After the events of the first movie, Lou (Rob Corddry) has become filthy rich after becoming a rock and roll god and "inventing" Google (in a move fitting for his massive ego, he calls it "Lougle"). Nick (Craig Robinson) is a famous musician, but through no talent of his own - the hot tub time machine has allowed him to simply beat other artists to the punch. (His rendition of Lisa Loeb's "Stay" got a big laugh from my audience.) Jacob (Clark Duke) wants approval from Lou - his father - serving as his butler at expensive parties but otherwise lounging around and getting high and jerking off all day. After Lou sustains a serious injury at one of his parties, the gang jumps back in the hot tub to track down his would-be assassin, but instead of going back in time, they wind up in the future - an uninspired version of 2025. Let's just say that in ten years, no one is going to be celebrating this fake future like they are with Back to the Future Part II this year.

The film's funny moments are few and far between, mostly relegated to clearly improvised bits like a game of "You look like..." that's ripped straight from Judd Apatow's "Know how I know you're gay?" thing from The 40-Year-Old Virgin. (The guys just stand around and make fun of each other's appearance for two or three minutes.) Adam Scott, who plays a relative of John Cusack's character from the first film, has some nice moments as an uptight cheeseball nerd, but his character isn't nearly as endearing as his dorky Ben Wyatt on Parks and Recreation.
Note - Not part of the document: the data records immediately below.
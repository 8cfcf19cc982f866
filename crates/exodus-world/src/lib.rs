//! Location graph and desirability scoring for the Exodus simulation.
//!
//! This crate models the places agents move between: locations as nodes of
//! an undirected graph, each carrying a population weight, static conflict
//! and camp counts, a static proximity score, and a composite node score
//! recomputed every step.
//!
//! # Modules
//!
//! - [`error`] -- Error types for graph operations.
//! - [`location`] -- [`LocationState`] and its derived [`NodeScores`].
//! - [`location_graph`] -- The graph: construction from a [`GraphSpec`],
//!   neighbor queries, atomic weight updates.
//! - [`proximity`] -- Proximity scores from centroids and a reference point.
//! - [`scoring`] -- Per-step normalization and node scores.
//! - [`synthetic`] -- Random test graphs for trial runs.
//!
//! [`GraphSpec`]: exodus_types::GraphSpec
//! [`LocationState`]: location::LocationState
//! [`NodeScores`]: location::NodeScores

pub mod error;
pub mod location;
pub mod location_graph;
pub mod proximity;
pub mod scoring;
pub mod synthetic;

// Re-export primary types at crate root.
pub use error::WorldError;
pub use location::{LocationState, NodeScores};
pub use location_graph::LocationGraph;
pub use scoring::{NormalizationMaxima, ScoreWeights, recompute_scores};
pub use synthetic::SyntheticGraphConfig;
Here, he's the kind of guy who gets talked into doing crazy hallucinogenic drugs and almost ruining his wedding to his fiancee (an underutilized Gillian Jacobs).

And because this is a studio comedy produced in the modern era, it must be contractually obligated to have some sort of gross-out physical humor scene. After Melissa McCarthy dropped a deuce in a sink in Bridesmaids and Rose Byrne shot milk out of her bulging breasts in Neighbors, how do you top that? Hot Tub Time Machine 2 tries (and fails) with a scene in which a character's balls are filled with a medical substance, punctured with a needle, and then squirts liquid directly into the faces of two other characters. In another effort to be edgy, there's a rape sequence that plays out between two of the main characters...but the film tries to argue that it's OK because it takes place in a virtual environment.

Aside from those two instances, the movie is mostly unobjectionable, and plays out just as you think it will. Lessons are learned and bro hugs are given, but it doesn't take any real chances or cover any thematically interesting territory. It's a dumb, shallow comedy that doesn't have much to say, and if that's all you're expecting, then you'll probably laugh a few times and be fine with it. I was just hoping for something a little bit better than that, and now I wish I had my own hot tub time machine so I could go back and avoid spending time on a sequel that didn't quite do it for me. But if you do go see this in theaters, be sure to stick around for a 22 Jump Street style ending that does a good job of serving as either a set-up for a potential sequel or a wrap-up for the franchise.